Há muitas questões importantes envolvidas nessas demissões, e algumas são pouco faladas. No Rio de Janeiro, por exemplo, há lugares em que os outros profissionais das equipes, como médicos e dentistas, só conseguem entrar com a presença de um agente, que é morador da comunidade. Tirar esse trabalhador significa, em alguns casos, tirar o acesso de toda a população daquele lugar aos serviços. Na região amazônica, nas populações ribeirinhas, muitas vezes os agentes são os únicos trabalhadores da saúde que vivem na comunidade. Para atender a populações ribeirinhas, há um barco que passa a cada dois meses nas regiões, porque elas são de difícil acesso. Fora desses dias, os únicos trabalhadores de saúde presentes são os agentes. Nesses locais, os agentes costumam ter inclusive atribuições mais amplas, porque não há mais ninguém para realizar o acompanhamento. Sem eles, uma gestante ficaria dois meses sem ver nenhum profissional de saúde. Por isso, a região Norte deve ser a mais atingida pela nova PNAB: se retirarem os agentes, a população vai ficar desassistida a maior parte do tempo. Eu, pessoalmente, acredito que agentes não vão deixar de ser contratados, justamente porque são muito necessários. Mas, de todo modo, é muito ruim que isso seja colocado na Política como uma opção.
 
Agente comunitária de saúde em ato contra a revisão da PNAB na Fiocruz
 
Tem alguma coisa boa no texto?
 
Sim, o texto não é de todo ruim, mas o problema maior é o que não está escrito. Ele tem que ser lido com olhos de gato. Quem faz uma leitura mais superficial não acha o texto tão ruim, mas é preciso lê-lo conjunturalmente.

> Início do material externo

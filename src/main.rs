use anyhow::Result;
use clap::Parser;
use tracing::info;
use tracing_subscriber::{fmt, prelude::*, EnvFilter};

use repobridge::config::{Config, Secrets};
use repobridge::sync::{SyncEngine, SyncOutcome};

#[derive(Parser)]
#[command(name = "repobridge")]
#[command(about = "Bitbucket to GitHub repository migration tool")]
#[command(version)]
struct Cli {
    /// Configuration file
    #[arg(short, long, default_value = "config.yaml")]
    config: std::path::PathBuf,

    /// Secrets file with Bitbucket and GitHub credentials
    #[arg(short, long, default_value = "secrets.yaml")]
    secrets: std::path::PathBuf,

    /// Verbose logging
    #[arg(short, long)]
    verbose: bool,
}

#[tokio::main]
async fn main() -> Result<()> {
    let cli = Cli::parse();

    init_logging(cli.verbose)?;
    info!("Starting repobridge v{}", env!("CARGO_PKG_VERSION"));

    // Failures before the run loop (config, secrets, discovery) exit
    // non-zero; per-repository failures are reported but do not.
    let config = Config::load(&cli.config)?;
    let secrets = Secrets::load(&cli.secrets)?;

    let engine = SyncEngine::new(config, secrets)?;
    let summary = engine.run().await?;

    println!(
        "Migration complete: {}/{} repositories synced in {:.1}s",
        summary.succeeded,
        summary.total,
        summary.duration.as_secs_f64()
    );

    for outcome in &summary.outcomes {
        if let SyncOutcome::Failed { repo, stage, error } = outcome {
            println!("  failed [{}] {}: {}", stage, repo, error);
        }
    }

    Ok(())
}

/// Initialize logging based on verbosity level
fn init_logging(verbose: bool) -> Result<()> {
    let filter = if verbose {
        EnvFilter::try_from_default_env().unwrap_or_else(|_| EnvFilter::new("debug"))
    } else {
        EnvFilter::try_from_default_env().unwrap_or_else(|_| EnvFilter::new("info"))
    };

    tracing_subscriber::registry()
        .with(fmt::layer())
        .with(filter)
        .init();

    Ok(())
}
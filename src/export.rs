//! Durable export of pull-request metadata
//!
//! GitHub has no write API for imported Bitbucket pull requests, so the
//! migration keeps them as one JSON record file per repository instead.

use anyhow::{Context, Result};
use std::path::PathBuf;
use tracing::info;

use crate::bitbucket::PullRequest;

/// Writes pull-request records to one JSON file per repository.
pub struct PullRequestExporter {
    out_dir: PathBuf,
}

impl PullRequestExporter {
    pub fn new(out_dir: impl Into<PathBuf>) -> Self {
        Self {
            out_dir: out_dir.into(),
        }
    }

    /// Record file for `repo`.
    pub fn export_path(&self, repo: &str) -> PathBuf {
        self.out_dir.join(format!("{}.json", repo))
    }

    /// Writes the records for `repo`, creating the export directory on
    /// first use.
    pub async fn export(&self, repo: &str, pull_requests: &[PullRequest]) -> Result<PathBuf> {
        tokio::fs::create_dir_all(&self.out_dir)
            .await
            .with_context(|| {
                format!(
                    "Failed to create export directory: {}",
                    self.out_dir.display()
                )
            })?;

        let path = self.export_path(repo);
        let json = serde_json::to_vec_pretty(pull_requests)
            .context("Failed to serialize pull requests")?;

        tokio::fs::write(&path, json)
            .await
            .with_context(|| format!("Failed to write {}", path.display()))?;

        info!(
            "Exported {} pull requests for {} to {}",
            pull_requests.len(),
            repo,
            path.display()
        );
        Ok(path)
    }
}
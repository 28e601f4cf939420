//! Materialized statement results.

use std::fmt;

use crate::storage::Value;

/// The rows produced by one statement.
///
/// Mutations and DDL produce no columns and no rows.
#[derive(Debug, Clone, Default, PartialEq)]
pub struct SqlResult {
    /// Column names.
    pub header: Vec<String>,
    /// Result rows, each with one value per header column.
    pub rows: Vec<Vec<Value>>,
    /// Execution time in microseconds.
    pub execution_time_us: u64,
}

impl SqlResult {
    /// Creates a result.
    pub fn new(header: Vec<String>, rows: Vec<Vec<Value>>) -> Self {
        Self {
            header,
            rows,
            execution_time_us: 0,
        }
    }

    /// Creates a result with no columns.
    pub fn empty() -> Self {
        Self::default()
    }

    /// Returns the number of rows.
    pub fn row_count(&self) -> usize {
        self.rows.len()
    }

    /// Returns true if there are no rows.
    pub fn is_empty(&self) -> bool {
        self.rows.is_empty()
    }

    /// Pretty prints the result as a table.
    pub fn display(&self) -> String {
        let mut output = String::new();
        if self.header.is_empty() {
            return output;
        }

        let mut col_widths: Vec<usize> = self.header.iter().map(String::len).collect();
        let cells: Vec<Vec<String>> = self
            .rows
            .iter()
            .map(|row| row.iter().map(ToString::to_string).collect())
            .collect();
        for row in &cells {
            for (i, cell) in row.iter().enumerate() {
                if let Some(width) = col_widths.get_mut(i) {
                    *width = (*width).max(cell.len());
                }
            }
        }

        let line = |values: &[String], output: &mut String| {
            for (i, value) in values.iter().enumerate() {
                if i > 0 {
                    output.push_str(" | ");
                }
                let width = col_widths.get(i).copied().unwrap_or(0);
                output.push_str(&format!("{:width$}", value, width = width));
            }
            output.push('\n');
        };

        line(&self.header, &mut output);
        for (i, width) in col_widths.iter().enumerate() {
            if i > 0 {
                output.push_str("-+-");
            }
            output.push_str(&"-".repeat(*width));
        }
        output.push('\n');
        for row in &cells {
            line(row, &mut output);
        }

        output.push_str(&format!("({} rows)\n", self.rows.len()));
        output
    }
}

impl fmt::Display for SqlResult {
    fn fmt(&self, f: &mut fmt::Formatter<'_>) -> fmt::Result {
        write!(f, "{}", self.display())
    }
}
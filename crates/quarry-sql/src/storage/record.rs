//! Records and the binary record codec.
//!
//! # Encoding Format
//!
//! - Number of fields (4 bytes, little-endian)
//! - For each field: type tag (1 byte) followed by the payload
//!   - ints: 4 bytes, little-endian
//!   - floats: 4 bytes, little-endian IEEE-754
//!   - chars: length (4 bytes, little-endian) + UTF-8 bytes
//!   - booleans: 1 byte

use bytes::{Buf, BufMut, Bytes, BytesMut};

use quarry_common::error::{QuarryError, QuarryResult};
use quarry_common::types::RecordId;

use super::meta::TableMeta;
use super::value::{AttrType, Value};

/// The storage representation of one row.
///
/// Cloning is cheap: the payload is reference counted.
#[derive(Debug, Clone, PartialEq, Eq)]
pub struct Record {
    rid: RecordId,
    data: Bytes,
}

impl Record {
    /// Creates a record that has not been placed in a table yet.
    pub fn new(data: Bytes) -> Self {
        Self {
            rid: RecordId::INVALID,
            data,
        }
    }

    /// Creates a record bound to a record id.
    pub fn with_rid(rid: RecordId, data: Bytes) -> Self {
        Self { rid, data }
    }

    /// Returns the record id.
    pub fn rid(&self) -> RecordId {
        self.rid
    }

    /// Binds this record to a record id.
    pub fn set_rid(&mut self, rid: RecordId) {
        self.rid = rid;
    }

    /// Returns the encoded payload.
    pub fn data(&self) -> &Bytes {
        &self.data
    }
}

/// Encodes a full row in schema order.
pub(crate) fn encode_values(meta: &TableMeta, values: &[Value]) -> QuarryResult<Bytes> {
    if values.len() != meta.field_num() {
        return Err(QuarryError::SchemaFieldMissing {
            table: meta.name().to_string(),
            expected: meta.field_num(),
            actual: values.len(),
        });
    }

    let mut buf = BytesMut::with_capacity(4 + values.len() * 8);
    buf.put_u32_le(values.len() as u32);

    for (field, value) in meta.field_metas().iter().zip(values) {
        if field.attr_type() != value.attr_type() {
            return Err(QuarryError::type_mismatch(
                meta.name(),
                field.name(),
                format!(
                    "field type={}, value type={}",
                    field.attr_type(),
                    value.attr_type()
                ),
            ));
        }

        buf.put_u8(value.attr_type().tag());
        match value {
            Value::Int(i) => buf.put_i32_le(*i),
            Value::Float(f) => buf.put_f32_le(*f),
            Value::Chars(s) => {
                buf.put_u32_le(s.len() as u32);
                buf.put_slice(s.as_bytes());
            }
            Value::Boolean(b) => buf.put_u8(u8::from(*b)),
        }
    }

    Ok(buf.freeze())
}

/// Decodes a full row in schema order.
pub(crate) fn decode_values(meta: &TableMeta, data: &Bytes) -> QuarryResult<Vec<Value>> {
    let mut buf = data.clone();

    let num_fields = read_u32(&mut buf)? as usize;
    if num_fields != meta.field_num() {
        return Err(corrupted(format!(
            "table '{}' has {} fields, record has {}",
            meta.name(),
            meta.field_num(),
            num_fields
        )));
    }

    let mut values = Vec::with_capacity(num_fields);
    for _ in 0..num_fields {
        if !buf.has_remaining() {
            return Err(corrupted("unexpected end of record".to_string()));
        }
        let tag = buf.get_u8();
        let attr_type =
            AttrType::from_tag(tag).ok_or_else(|| corrupted(format!("unknown type tag {}", tag)))?;

        let value = match attr_type {
            AttrType::Ints => {
                ensure_remaining(&buf, 4)?;
                Value::Int(buf.get_i32_le())
            }
            AttrType::Floats => {
                ensure_remaining(&buf, 4)?;
                Value::Float(buf.get_f32_le())
            }
            AttrType::Chars => {
                ensure_remaining(&buf, 4)?;
                let len = buf.get_u32_le() as usize;
                ensure_remaining(&buf, len)?;
                let raw = buf.split_to(len);
                let s = std::str::from_utf8(&raw)
                    .map_err(|e| corrupted(format!("invalid utf-8: {}", e)))?;
                Value::Chars(s.to_string())
            }
            AttrType::Booleans => {
                ensure_remaining(&buf, 1)?;
                Value::Boolean(buf.get_u8() != 0)
            }
        };
        values.push(value);
    }

    Ok(values)
}

fn read_u32(buf: &mut Bytes) -> QuarryResult<u32> {
    ensure_remaining(buf, 4)?;
    Ok(buf.get_u32_le())
}

fn ensure_remaining(buf: &Bytes, needed: usize) -> QuarryResult<()> {
    if buf.remaining() < needed {
        return Err(corrupted(format!(
            "need {} bytes, {} remaining",
            needed,
            buf.remaining()
        )));
    }
    Ok(())
}

fn corrupted(message: String) -> QuarryError {
    QuarryError::RecordCorrupted { message }
}
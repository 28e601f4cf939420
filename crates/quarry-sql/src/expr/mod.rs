//! Expressions and tuples.

mod expression;
mod tuple;

pub use expression::{ConjunctionType, Expression};
pub use tuple::{JoinedTuple, ProjectTuple, RowTuple, Tuple, TupleCellSpec, ValueListTuple};
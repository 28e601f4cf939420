use std::fmt;
use std::sync::Arc;

use crate::storage::{AttrType, FieldMeta, Table};

/// A resolved column: a table together with one of its fields.
#[derive(Debug, Clone)]
pub struct Field {
    table: Arc<Table>,
    meta: FieldMeta,
}

impl Field {
    /// Creates a field.
    pub fn new(table: Arc<Table>, meta: FieldMeta) -> Self {
        Self { table, meta }
    }

    /// Returns the owning table.
    pub fn table(&self) -> &Arc<Table> {
        &self.table
    }

    /// Returns the table name.
    pub fn table_name(&self) -> &str {
        self.table.name()
    }

    /// Returns the field metadata.
    pub fn meta(&self) -> &FieldMeta {
        &self.meta
    }

    /// Returns the field name.
    pub fn field_name(&self) -> &str {
        self.meta.name()
    }

    /// Returns the field type.
    pub fn attr_type(&self) -> AttrType {
        self.meta.attr_type()
    }
}

impl PartialEq for Field {
    fn eq(&self, other: &Self) -> bool {
        self.table_name() == other.table_name() && self.field_name() == other.field_name()
    }
}

impl fmt::Display for Field {
    fn fmt(&self, f: &mut fmt::Formatter<'_>) -> fmt::Result {
        write!(f, "{}.{}", self.table_name(), self.field_name())
    }
}
use std::fmt;
use std::sync::Arc;

use tracing::warn;

use quarry_common::error::{QuarryError, QuarryResult};

use super::filter::FilterStmt;
use super::node::UpdateSqlNode;
use crate::storage::{Db, Table, Value};

/// One `column = value` pair of an UPDATE.
#[derive(Debug, Clone, PartialEq)]
pub struct Assignment {
    field_name: String,
    value: Value,
}

impl Assignment {
    /// Creates an assignment.
    pub fn new(field_name: impl Into<String>, value: Value) -> Self {
        Self {
            field_name: field_name.into(),
            value,
        }
    }

    /// Returns the assigned column.
    pub fn field_name(&self) -> &str {
        &self.field_name
    }

    /// Returns the new value.
    pub fn value(&self) -> &Value {
        &self.value
    }
}

impl fmt::Display for Assignment {
    fn fmt(&self, f: &mut fmt::Formatter<'_>) -> fmt::Result {
        write!(f, "{}={}", self.field_name, self.value)
    }
}

/// A resolved UPDATE.
#[derive(Debug, Clone)]
pub struct UpdateStmt {
    table: Arc<Table>,
    assignments: Vec<Assignment>,
    filter: FilterStmt,
}

impl UpdateStmt {
    /// Resolves an UPDATE node.
    ///
    /// Every assigned column must be a user field of the table and the
    /// value must have the field's type.
    pub fn create(db: &Db, node: &UpdateSqlNode) -> QuarryResult<Self> {
        let table = db.find_table(&node.relation_name).ok_or_else(|| {
            warn!(table = %node.relation_name, "no such table");
            QuarryError::SchemaTableNotFound {
                table: node.relation_name.clone(),
            }
        })?;

        if node.assignments.is_empty() {
            return Err(QuarryError::invalid_argument("update without assignments"));
        }

        let mut assignments = Vec::with_capacity(node.assignments.len());
        for assignment in &node.assignments {
            let name = assignment.attribute_name.as_str();
            let field = table
                .meta()
                .user_fields()
                .iter()
                .find(|f| f.name() == name)
                .ok_or_else(|| {
                    warn!(table = table.name(), field = name, "no such field");
                    QuarryError::field_not_found(table.name(), name)
                })?;

            if field.attr_type() != assignment.value.attr_type() {
                warn!(table = table.name(), field = name, "update type mismatch");
                return Err(QuarryError::type_mismatch(
                    table.name(),
                    name,
                    format!(
                        "field type={}, value type={}",
                        field.attr_type(),
                        assignment.value.attr_type()
                    ),
                ));
            }
            assignments.push(Assignment::new(name, assignment.value.clone()));
        }

        let filter = FilterStmt::create(std::slice::from_ref(&table), &node.conditions)?;

        Ok(Self {
            table,
            assignments,
            filter,
        })
    }

    /// Returns the target table.
    pub fn table(&self) -> &Arc<Table> {
        &self.table
    }

    /// Returns the assignments in source order.
    pub fn assignments(&self) -> &[Assignment] {
        &self.assignments
    }

    /// Returns the filter.
    pub fn filter(&self) -> &FilterStmt {
        &self.filter
    }
}
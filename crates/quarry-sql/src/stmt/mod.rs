//! Resolved statements.
//!
//! [`Stmt::create`] binds a [`SqlNode`] to the catalog: table and field
//! names are resolved and literal types are checked, so that the planner
//! only ever sees statements that make sense for the current schema.

mod ddl;
mod delete;
mod explain;
mod field;
mod filter;
mod insert;
mod node;
mod select;
mod update;

use std::fmt;

use quarry_common::error::QuarryResult;

use crate::storage::Db;

pub use ddl::{CreateTableStmt, DropTableStmt};
pub use delete::DeleteStmt;
pub use explain::ExplainStmt;
pub use field::Field;
pub use filter::{FilterObj, FilterStmt, FilterUnit};
pub use insert::InsertStmt;
pub use node::{
    AssignmentSqlNode, AttrInfoSqlNode, CompOp, ConditionOperand, ConditionSqlNode,
    CreateTableSqlNode, DeleteSqlNode, DropTableSqlNode, InsertSqlNode, RelAttrSqlNode,
    SelectSqlNode, SqlNode, UpdateSqlNode,
};
pub use select::SelectStmt;
pub use update::{Assignment, UpdateStmt};

/// Statement kind.
#[derive(Debug, Clone, Copy, PartialEq, Eq)]
pub enum StmtKind {
    /// SELECT.
    Select,
    /// INSERT.
    Insert,
    /// UPDATE.
    Update,
    /// DELETE.
    Delete,
    /// EXPLAIN.
    Explain,
    /// CREATE TABLE.
    CreateTable,
    /// DROP TABLE.
    DropTable,
}

impl fmt::Display for StmtKind {
    fn fmt(&self, f: &mut fmt::Formatter<'_>) -> fmt::Result {
        let name = match self {
            StmtKind::Select => "SELECT",
            StmtKind::Insert => "INSERT",
            StmtKind::Update => "UPDATE",
            StmtKind::Delete => "DELETE",
            StmtKind::Explain => "EXPLAIN",
            StmtKind::CreateTable => "CREATE TABLE",
            StmtKind::DropTable => "DROP TABLE",
        };
        write!(f, "{}", name)
    }
}

/// A resolved statement.
#[derive(Debug, Clone)]
pub enum Stmt {
    /// SELECT.
    Select(SelectStmt),
    /// INSERT.
    Insert(InsertStmt),
    /// UPDATE.
    Update(UpdateStmt),
    /// DELETE.
    Delete(DeleteStmt),
    /// EXPLAIN.
    Explain(ExplainStmt),
    /// CREATE TABLE.
    CreateTable(CreateTableStmt),
    /// DROP TABLE.
    DropTable(DropTableStmt),
}

impl Stmt {
    /// Resolves a parsed node against `db`.
    pub fn create(db: &Db, node: &SqlNode) -> QuarryResult<Self> {
        Ok(match node {
            SqlNode::Select(select) => Stmt::Select(SelectStmt::create(db, select)?),
            SqlNode::Insert(insert) => Stmt::Insert(InsertStmt::create(db, insert)?),
            SqlNode::Update(update) => Stmt::Update(UpdateStmt::create(db, update)?),
            SqlNode::Delete(delete) => Stmt::Delete(DeleteStmt::create(db, delete)?),
            SqlNode::Explain(child) => Stmt::Explain(ExplainStmt::new(Stmt::create(db, child)?)),
            SqlNode::CreateTable(create) => Stmt::CreateTable(CreateTableStmt::create(create)?),
            SqlNode::DropTable(drop) => Stmt::DropTable(DropTableStmt::create(drop)),
        })
    }

    /// Returns the statement kind.
    pub fn kind(&self) -> StmtKind {
        match self {
            Stmt::Select(_) => StmtKind::Select,
            Stmt::Insert(_) => StmtKind::Insert,
            Stmt::Update(_) => StmtKind::Update,
            Stmt::Delete(_) => StmtKind::Delete,
            Stmt::Explain(_) => StmtKind::Explain,
            Stmt::CreateTable(_) => StmtKind::CreateTable,
            Stmt::DropTable(_) => StmtKind::DropTable,
        }
    }
}
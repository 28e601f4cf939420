//! Error handling for Quarry.
//!
//! This module provides a unified error type and result alias used
//! across the planning and execution layers.

mod query;

pub use query::{ErrorCode, QuarryError};

/// Result type alias for Quarry operations.
pub type QuarryResult<T> = std::result::Result<T, QuarryError>;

Ele desmonta muita coisa. O pessoal da saúde bucal, por exemplo, diz que a nova PNAB vai acabar com ações da área. O documento não diz isso explicitamente, mas, como não define critérios de financiamento – como a PNAB atual faz – , essa é, sim, uma possibilidade. Então o problema é a intenção que o texto carrega. Essa intenção já anunciou o desmonte.
 
Quais são as perspectivas?
 
Nem bem a consulta pública tinha acabado – no último dia da consulta – o ministro da Saúde já deu uma coletiva de imprensa anunciando as mudanças. Acredito que o texto até pode vir a ser acrescido de algumas das contribuições [foram mais de seis mil], ele pode ser melhorado. Mas isso não quer dizer que o conteúdo principal não vá estar diluído ali. A verdade é que não tem motivo algum para ser fazer uma revisão nesse momento, além da intenção de se enxugar a Atenção Básica. Pode ser que eles deixem a pactuação para setembro, para deixar a pauta amornar um pouco, e acho que a mobilização ainda não ganhou o espaço que deveria ganhar – na região Norte, por exemplo, pouco se fala sobre a revisão da PNAB, embora essa região deva ser muito afetada. Sempre corremos o risco de a pauta amornar demais, de perdermos força… Mas não quero pensar nisso. Estou mais preocupada em fortalecer.